I'm having trouble getting a CSV file that I've stored in Amazon S3 to properly split at index-time.
I'm using the Splunk Add-on for AWS, which allows me to define an S3 bucket to monitor. It pulls the data down just fine when a new CSV is uploaded:
[aws_s3://s3_autoruns]
disabled = false
aws_account = Splunk Reader
bucket_name = mybucket
index = jm
initial_scan_datetime = default
interval = 30
max_items = 100000
max_retries = 10
recursion_depth = 3
sourcetype = s3_autoruns
whitelist = .*/autoruns.txt$
blacklist = .*
character_set = UTF-16LE
I have in my props.conf a working transform (which changes the Host field to part of the S3 url), so I know this stanza is hitting for this data.
[source::.../autoruns.txt]
TRANSFORMS-s3host = transform-s3-integhost
DATETIME_CONFIG=CURRENT
With this, I get an event per line of the file.

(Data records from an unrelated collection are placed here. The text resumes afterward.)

use anyhow::{Context, Result};
use std::sync::Arc;
use tokio::sync::Mutex;
use tracing::info;

use super::messages::{ReplyDirective, SessionDescriptor};

/// Handle to a communication room an agent can be bound to
#[async_trait::async_trait]
pub trait Room: Send + Sync {
    /// Room name (string identifier)
    fn name(&self) -> &str;

    /// Announce an agent session in this room
    async fn begin_session(&self, descriptor: &SessionDescriptor) -> Result<()>;

    /// Request one scripted reply from the active session
    async fn request_reply(&self, directive: &ReplyDirective) -> Result<()>;
}

/// Per-job context the worker hands to the entrypoint: a room handle and a
/// connect operation
#[async_trait::async_trait]
pub trait JobContext: Send + Sync {
    fn job_id(&self) -> &str;

    fn room(&self) -> Arc<dyn Room>;

    /// Establish the link to the room; nothing else may run until this
    /// succeeds
    async fn connect(&self) -> Result<()>;
}

/// Room handle backed by per-room NATS subjects
pub struct NatsRoom {
    client: async_nats::Client,
    name: String,
}

impl NatsRoom {
    pub fn new(client: async_nats::Client, name: String) -> Self {
        Self { client, name }
    }
}

#[async_trait::async_trait]
impl Room for NatsRoom {
    fn name(&self) -> &str {
        &self.name
    }

    async fn begin_session(&self, descriptor: &SessionDescriptor) -> Result<()> {
        let subject = format!("rooms.{}.session.start", self.name);
        let payload = serde_json::to_vec(descriptor)?;

        self.client
            .publish(subject.clone(), payload.into())
            .await
            .context("Failed to publish session start")?;

        info!("Published session start to {}", subject);

        Ok(())
    }

    async fn request_reply(&self, directive: &ReplyDirective) -> Result<()> {
        let subject = format!("rooms.{}.session.reply", self.name);
        let payload = serde_json::to_vec(directive)?;

        self.client
            .publish(subject.clone(), payload.into())
            .await
            .context("Failed to publish reply directive")?;

        info!("Published reply directive to {}", subject);

        Ok(())
    }
}

/// Job context backed by NATS: connecting subscribes to the room's control
/// subject and flushes the link
pub struct NatsJobContext {
    job_id: String,
    client: async_nats::Client,
    room: Arc<NatsRoom>,

    /// Held for the lifetime of the job so the room subscription stays alive
    control_sub: Mutex<Option<async_nats::Subscriber>>,
}

impl NatsJobContext {
    pub fn new(client: async_nats::Client, job_id: String, room_name: String) -> Self {
        let room = Arc::new(NatsRoom::new(client.clone(), room_name));
        Self {
            job_id,
            client,
            room,
            control_sub: Mutex::new(None),
        }
    }
}

#[async_trait::async_trait]
impl JobContext for NatsJobContext {
    fn job_id(&self) -> &str {
        &self.job_id
    }

    fn room(&self) -> Arc<dyn Room> {
        self.room.clone()
    }

    async fn connect(&self) -> Result<()> {
        let subject = format!("rooms.{}.control", self.room.name());

        let subscriber = self
            .client
            .subscribe(subject.clone())
            .await
            .context("Failed to subscribe to room control subject")?;

        {
            let mut sub = self.control_sub.lock().await;
            *sub = Some(subscriber);
        }

        self.client
            .flush()
            .await
            .context("Failed to flush room connection")?;

        info!("Joined room {} (control subject {})", self.room.name(), subject);

        Ok(())
    }
}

I think I should be able to add to my props.conf:
INDEXED_EXTRACTIONS=CSV
FIELD_NAMES=Time,EntryLocation,Entry,Enabled,Category,Description,Publisher,ImagePath,LaunchString,MD5,SHA-1,SHA-256
FIELD_DELIMITER=,
But when I do that, it does not change anything. I still get one event per line, and no EntryLocation field to search on.
Any thoughts?
Thanks,
--Joe
I have run into this similar issue when streaming data via scripted input into Splunk. In the interim, please use the DELIMS option for search time field extractions:
http://docs.splunk.com/Documentation/Splunk/6.2.1/Admin/transformsconf
If I mirror the S3 bucket to a local directory and monitor it, it splits nicely:
[monitor:///data]
disabled = 0
crcSalt = <SOURCE>
index = jm
sourcetype = s3_autoruns
whitelist = .*/autoruns.txt$
--Joe